Personal information
- Born: 24 August 1995 (age 30) Belgrade, Serbia, FR Yugoslavia

Chess career
- Country: Serbia
- Title: Grandmaster (2013)
- FIDE rating: 2602 (July 2026)
- Peak rating: 2661 (June 2025)
- Peak ranking: No. 61 (July 2025)

= Aleksandar Inđić =

Serbian chess grandmaster (born 1995)

Aleksandar Inđić (born 24 August 1995) is a Serbian chess grandmaster. He is a four-time Serbian Chess Champion and the 2024 European Chess Champion.

==Chess career==
Born in 1995, Inđić earned his international master title in 2012 and his grandmaster title in 2013. He won the Serbian Chess Championship in 2014, 2018, 2020 and 2023.

In February 2018, he won the Portugal Open, scoring 7½/9. Anton Demchenko also scored 7½/9, but Inđić had the best tiebreak score. Also in February, he participated in the Aeroflot Open.
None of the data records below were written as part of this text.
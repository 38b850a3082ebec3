//! `hr-payroll` binary: serves the HTTP API and runs admin tasks against
//! the configured store.

use std::env;
use std::error::Error;
use std::process;

use dotenvy::dotenv;
use tracing::{info, warn};
use tracing_subscriber::EnvFilter;

use hr_payroll::api::{AppState, create_router};
use hr_payroll::auth::hash_password;
use hr_payroll::config::{AppConfig, ConfigLoader, StoreConfig};
use hr_payroll::error::PayrollResult;
use hr_payroll::service::PayrollService;
use hr_payroll::store::open_store;

const DEFAULT_CONFIG_DIR: &str = "./config/default";

const USAGE: &str = "usage: hr-payroll [serve | hash-password <password> | dump | clear-data]

  serve                     serve the HTTP API (default)
  hash-password <password>  print an argon2 hash for auth.yaml
  dump                      print every table of the store as JSON
  clear-data                delete every record in the store

The config directory is read from HR_PAYROLL_CONFIG (default ./config/default).";

#[tokio::main]
async fn main() -> Result<(), Box<dyn Error>> {
    dotenv().ok();
    tracing_subscriber::fmt()
        .with_env_filter(
            EnvFilter::try_from_default_env().unwrap_or_else(|_| EnvFilter::new("info")),
        )
        .init();

    let args: Vec<String> = env::args().skip(1).collect();
    let args: Vec<&str> = args.iter().map(String::as_str).collect();

    match args.as_slice() {
        [] | ["serve"] => serve().await,
        ["hash-password", password] => {
            println!("{}", hash_password(password)?);
            Ok(())
        }
        ["dump"] => {
            let snapshot = open_service()?.snapshot()?;
            println!("{}", serde_json::to_string_pretty(&snapshot)?);
            Ok(())
        }
        ["clear-data"] => {
            open_service()?.clear_all_data()?;
            info!("Store cleared");
            Ok(())
        }
        _ => {
            eprintln!("{}", USAGE);
            process::exit(2);
        }
    }
}

fn load_config() -> PayrollResult<AppConfig> {
    let dir = env::var("HR_PAYROLL_CONFIG").unwrap_or_else(|_| DEFAULT_CONFIG_DIR.to_string());
    info!(config_dir = %dir, "Loading configuration");
    Ok(ConfigLoader::load(&dir)?.into_config())
}

fn open_service() -> PayrollResult<PayrollService> {
    let config = load_config()?;
    if matches!(config.server.store, StoreConfig::Memory) {
        warn!("The configured store is in memory; it holds no records outside a running server");
    }
    let store = open_store(&config.server.store)?;
    Ok(PayrollService::new(store, config.policy))
}

async fn serve() -> Result<(), Box<dyn Error>> {
    let config = load_config()?;
    let bind_address = config.server.bind_address.clone();
    let state = AppState::from_config(config)?;

    let listener = tokio::net::TcpListener::bind(&bind_address).await?;
    info!(address = %bind_address, "HR payroll API listening");
    axum::serve(listener, create_router(state)).await?;
    Ok(())
}
//! Configuration loading and management for the HR payroll engine.
//!
//! This module loads the attendance, payroll and currency policy, the
//! server settings and the login users from YAML files.
//!
//! # Example
//!
//! ```no_run
//! use hr_payroll::config::ConfigLoader;
//!
//! let config = ConfigLoader::load("./config/default").unwrap().into_config();
//! println!("Listening on {}", config.server.bind_address);
//! ```

mod loader;
mod types;

pub use loader::ConfigLoader;
pub use types::{
    AppConfig, AttendancePolicy, AuthConfig, CurrencyConfig, PayrollPolicy, PolicyConfig,
    RegenerationPolicy, ServerConfig, StoreConfig, UserCredential,
};
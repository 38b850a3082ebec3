//! HTTP request handlers for the HR payroll API.
//!
//! This module contains the router and the handler functions for all API
//! endpoints.

use axum::{
    Extension, Json, Router,
    extract::{
        Path, Query, State,
        rejection::{JsonRejection, PathRejection, QueryRejection},
    },
    http::StatusCode,
    middleware,
    response::{IntoResponse, Response},
    routing::{get, post, put},
};
use tracing::{info, warn};
use uuid::Uuid;

use crate::auth::Session;
use crate::error::PayrollError;
use crate::models::{AttendanceId, EmployeeId, PayrollId};

use super::middleware::require_session;
use super::request::{
    AttendanceRequest, EmployeeRequest, ListQuery, LoginRequest, PayrollRequest, StatusRequest,
};
use super::response::{
    ApiError, ApiErrorResponse, AttendanceList, EmployeeList, LoginResponse, PayrollList,
    StatusMessage,
};
use super::state::AppState;

type ApiResult = Result<Response, ApiErrorResponse>;

/// Creates the API router with all endpoints.
///
/// Everything except `/health` and `/login` requires a bearer token.
pub fn create_router(state: AppState) -> Router {
    let protected = Router::new()
        .route("/logout", post(logout_handler))
        .route(
            "/employees",
            get(list_employees_handler).post(create_employee_handler),
        )
        .route(
            "/employees/:id",
            get(get_employee_handler).delete(delete_employee_handler),
        )
        .route(
            "/attendance",
            get(list_attendance_handler).post(record_attendance_handler),
        )
        .route(
            "/attendance/:id",
            get(get_attendance_handler).delete(delete_attendance_handler),
        )
        .route(
            "/payroll",
            get(list_payroll_handler).post(generate_payroll_handler),
        )
        .route(
            "/payroll/preview/:employee_id/:year/:month",
            get(preview_payroll_handler),
        )
        .route(
            "/payroll/:id",
            get(get_payroll_handler).delete(delete_payroll_handler),
        )
        .route("/payroll/:id/status", put(update_payroll_status_handler))
        .route("/admin/clear", post(clear_handler))
        .route_layer(middleware::from_fn_with_state(
            state.clone(),
            require_session,
        ));

    Router::new()
        .route("/health", get(health_handler))
        .route("/login", post(login_handler))
        .merge(protected)
        .with_state(state)
}

/// Unwraps a JSON body, turning rejections into error responses.
fn json_body<T>(
    payload: Result<Json<T>, JsonRejection>,
    correlation_id: Uuid,
) -> Result<T, ApiErrorResponse> {
    payload.map(|Json(body)| body).map_err(|rejection| {
        warn!(
            correlation_id = %correlation_id,
            error = %rejection.body_text(),
            "Rejected request body"
        );
        ApiErrorResponse::bad_request(ApiError::from_json_rejection(&rejection))
    })
}

fn path_params<T>(
    params: Result<Path<T>, PathRejection>,
    correlation_id: Uuid,
) -> Result<T, ApiErrorResponse> {
    params.map(|Path(params)| params).map_err(|rejection| {
        warn!(
            correlation_id = %correlation_id,
            error = %rejection.body_text(),
            "Rejected path parameters"
        );
        ApiErrorResponse::bad_request(ApiError::new("VALIDATION_ERROR", rejection.body_text()))
    })
}

fn query_params<T>(
    query: Result<Query<T>, QueryRejection>,
    correlation_id: Uuid,
) -> Result<T, ApiErrorResponse> {
    query.map(|Query(query)| query).map_err(|rejection| {
        warn!(
            correlation_id = %correlation_id,
            error = %rejection.body_text(),
            "Rejected query string"
        );
        ApiErrorResponse::bad_request(ApiError::new("VALIDATION_ERROR", rejection.body_text()))
    })
}

/// Logs a failed operation and converts it into an error response.
fn failed(correlation_id: Uuid, operation: &str, err: PayrollError) -> ApiErrorResponse {
    warn!(
        correlation_id = %correlation_id,
        operation,
        error = %err,
        "Request failed"
    );
    err.into()
}

/// Handler for GET /health.
async fn health_handler() -> Json<StatusMessage> {
    Json(StatusMessage::new("ok"))
}

/// Handler for POST /login.
///
/// Verifies the credentials and opens a session.
async fn login_handler(
    State(state): State<AppState>,
    payload: Result<Json<LoginRequest>, JsonRejection>,
) -> ApiResult {
    let correlation_id = Uuid::new_v4();
    let request = json_body(payload, correlation_id)?;
    info!(correlation_id = %correlation_id, username = %request.username, "Login attempt");

    let session = state
        .authenticate(request.into())
        .await
        .and_then(|username| state.sessions().issue(&username))
        .map_err(|err| failed(correlation_id, "login", err))?;

    info!(
        correlation_id = %correlation_id,
        username = %session.username,
        "Session opened"
    );
    Ok(Json(LoginResponse::from(session)).into_response())
}

/// Handler for POST /logout.
async fn logout_handler(
    State(state): State<AppState>,
    Extension(session): Extension<Session>,
) -> ApiResult {
    let correlation_id = Uuid::new_v4();
    state
        .sessions()
        .revoke(session.token)
        .map_err(|err| failed(correlation_id, "logout", err))?;

    info!(correlation_id = %correlation_id, username = %session.username, "Session closed");
    Ok(StatusCode::NO_CONTENT.into_response())
}

/// Handler for GET /employees.
async fn list_employees_handler(State(state): State<AppState>) -> ApiResult {
    let correlation_id = Uuid::new_v4();
    let employees = state
        .with_service(|service| service.list_employees())
        .await
        .map_err(|err| failed(correlation_id, "list_employees", err))?;

    Ok(Json(EmployeeList { employees }).into_response())
}

/// Handler for POST /employees.
async fn create_employee_handler(
    State(state): State<AppState>,
    payload: Result<Json<EmployeeRequest>, JsonRejection>,
) -> ApiResult {
    let correlation_id = Uuid::new_v4();
    info!(correlation_id = %correlation_id, "Processing employee creation");
    let request = json_body(payload, correlation_id)?;

    let employee = state
        .with_service(move |service| service.create_employee(request.into()))
        .await
        .map_err(|err| failed(correlation_id, "create_employee", err))?;

    info!(
        correlation_id = %correlation_id,
        employee_id = employee.id,
        "Employee creation completed"
    );
    Ok((StatusCode::CREATED, Json(employee)).into_response())
}

/// Handler for GET /employees/:id.
async fn get_employee_handler(
    State(state): State<AppState>,
    id: Result<Path<EmployeeId>, PathRejection>,
) -> ApiResult {
    let correlation_id = Uuid::new_v4();
    let id = path_params(id, correlation_id)?;

    let employee = state
        .with_service(move |service| service.get_employee(id))
        .await
        .map_err(|err| failed(correlation_id, "get_employee", err))?;

    Ok(Json(employee).into_response())
}

/// Handler for DELETE /employees/:id.
///
/// Removes the employee's attendance and payroll as well.
async fn delete_employee_handler(
    State(state): State<AppState>,
    id: Result<Path<EmployeeId>, PathRejection>,
) -> ApiResult {
    let correlation_id = Uuid::new_v4();
    let id = path_params(id, correlation_id)?;
    info!(correlation_id = %correlation_id, employee_id = id, "Processing employee deletion");

    let summary = state
        .with_service(move |service| service.delete_employee(id))
        .await
        .map_err(|err| failed(correlation_id, "delete_employee", err))?;

    Ok(Json(summary).into_response())
}

/// Handler for GET /attendance.
async fn list_attendance_handler(
    State(state): State<AppState>,
    query: Result<Query<ListQuery>, QueryRejection>,
) -> ApiResult {
    let correlation_id = Uuid::new_v4();
    let query = query_params(query, correlation_id)?;

    let filter = query
        .attendance_filter()
        .map_err(|err| failed(correlation_id, "list_attendance", err))?;
    let attendances = state
        .with_service(move |service| service.attendance_entries(&filter))
        .await
        .map_err(|err| failed(correlation_id, "list_attendance", err))?;

    Ok(Json(AttendanceList { attendances }).into_response())
}

/// Handler for POST /attendance.
async fn record_attendance_handler(
    State(state): State<AppState>,
    payload: Result<Json<AttendanceRequest>, JsonRejection>,
) -> ApiResult {
    let correlation_id = Uuid::new_v4();
    info!(correlation_id = %correlation_id, "Processing attendance record");
    let request = json_body(payload, correlation_id)?;

    let attendance = state
        .with_service(move |service| service.record_attendance(request.into()))
        .await
        .map_err(|err| failed(correlation_id, "record_attendance", err))?;

    info!(
        correlation_id = %correlation_id,
        attendance_id = attendance.id,
        employee_id = attendance.employee_id,
        "Attendance record completed"
    );
    Ok((StatusCode::CREATED, Json(attendance)).into_response())
}

/// Handler for GET /attendance/:id.
async fn get_attendance_handler(
    State(state): State<AppState>,
    id: Result<Path<AttendanceId>, PathRejection>,
) -> ApiResult {
    let correlation_id = Uuid::new_v4();
    let id = path_params(id, correlation_id)?;

    let attendance = state
        .with_service(move |service| service.get_attendance(id))
        .await
        .map_err(|err| failed(correlation_id, "get_attendance", err))?;

    Ok(Json(attendance).into_response())
}

/// Handler for DELETE /attendance/:id.
async fn delete_attendance_handler(
    State(state): State<AppState>,
    id: Result<Path<AttendanceId>, PathRejection>,
) -> ApiResult {
    let correlation_id = Uuid::new_v4();
    let id = path_params(id, correlation_id)?;

    state
        .with_service(move |service| service.delete_attendance(id))
        .await
        .map_err(|err| failed(correlation_id, "delete_attendance", err))?;

    Ok(StatusCode::NO_CONTENT.into_response())
}

/// Handler for GET /payroll/preview/:employee_id/:year/:month.
///
/// Computes the payroll figures without storing anything.
async fn preview_payroll_handler(
    State(state): State<AppState>,
    params: Result<Path<(EmployeeId, i32, u32)>, PathRejection>,
) -> ApiResult {
    let correlation_id = Uuid::new_v4();
    let (employee_id, year, month) = path_params(params, correlation_id)?;

    let preview = state
        .with_service(move |service| {
            service.calculate_payroll_preview(employee_id, year, month)
        })
        .await
        .map_err(|err| failed(correlation_id, "preview_payroll", err))?;

    Ok(Json(preview).into_response())
}

/// Handler for GET /payroll.
async fn list_payroll_handler(
    State(state): State<AppState>,
    query: Result<Query<ListQuery>, QueryRejection>,
) -> ApiResult {
    let correlation_id = Uuid::new_v4();
    let query = query_params(query, correlation_id)?;

    let filter = query.payroll_filter();
    let payroll = state
        .with_service(move |service| service.payroll_entries(&filter))
        .await
        .map_err(|err| failed(correlation_id, "list_payroll", err))?;

    Ok(Json(PayrollList { payroll }).into_response())
}

/// Handler for POST /payroll.
///
/// Generates and stores the payroll for one employee and month.
async fn generate_payroll_handler(
    State(state): State<AppState>,
    payload: Result<Json<PayrollRequest>, JsonRejection>,
) -> ApiResult {
    let correlation_id = Uuid::new_v4();
    info!(correlation_id = %correlation_id, "Processing payroll generation");
    let request = json_body(payload, correlation_id)?;

    let payroll = state
        .with_service(move |service| service.generate_payroll(request.into()))
        .await
        .map_err(|err| failed(correlation_id, "generate_payroll", err))?;

    info!(
        correlation_id = %correlation_id,
        payroll_id = payroll.id,
        employee_id = payroll.employee_id,
        net_salary = %payroll.net_salary,
        "Payroll generation completed"
    );
    Ok((StatusCode::CREATED, Json(payroll)).into_response())
}

/// Handler for GET /payroll/:id.
async fn get_payroll_handler(
    State(state): State<AppState>,
    id: Result<Path<PayrollId>, PathRejection>,
) -> ApiResult {
    let correlation_id = Uuid::new_v4();
    let id = path_params(id, correlation_id)?;

    let payroll = state
        .with_service(move |service| service.get_payroll(id))
        .await
        .map_err(|err| failed(correlation_id, "get_payroll", err))?;

    Ok(Json(payroll).into_response())
}

/// Handler for DELETE /payroll/:id.
async fn delete_payroll_handler(
    State(state): State<AppState>,
    id: Result<Path<PayrollId>, PathRejection>,
) -> ApiResult {
    let correlation_id = Uuid::new_v4();
    let id = path_params(id, correlation_id)?;
    info!(correlation_id = %correlation_id, payroll_id = id, "Processing payroll deletion");

    state
        .with_service(move |service| service.delete_payroll(id))
        .await
        .map_err(|err| failed(correlation_id, "delete_payroll", err))?;

    Ok(StatusCode::NO_CONTENT.into_response())
}

/// Handler for PUT /payroll/:id/status.
async fn update_payroll_status_handler(
    State(state): State<AppState>,
    id: Result<Path<PayrollId>, PathRejection>,
    payload: Result<Json<StatusRequest>, JsonRejection>,
) -> ApiResult {
    let correlation_id = Uuid::new_v4();
    let id = path_params(id, correlation_id)?;
    let request = json_body(payload, correlation_id)?;

    let payroll = state
        .with_service(move |service| service.update_payroll_status(id, request.status))
        .await
        .map_err(|err| failed(correlation_id, "update_payroll_status", err))?;

    Ok(Json(payroll).into_response())
}

/// Handler for POST /admin/clear.
async fn clear_handler(
    State(state): State<AppState>,
    Extension(session): Extension<Session>,
) -> ApiResult {
    let correlation_id = Uuid::new_v4();
    info!(correlation_id = %correlation_id, username = %session.username, "Clearing all data");

    state
        .with_service(|service| service.clear_all_data())
        .await
        .map_err(|err| failed(correlation_id, "clear_all_data", err))?;

    Ok(Json(StatusMessage::new("cleared")).into_response())
}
He finished 38th out of 92, scoring 5/9 (+3–2=4). In March 2018, he competed in the European Individual Chess Championship. He placed 133rd, scoring 5½/11 (+4–4=3). He is the No. 1 ranked Serbian player as of January 2019.

In November 2024, he won the European Individual Chess Championship, with an undefeated score of 9/11(+7-0=4).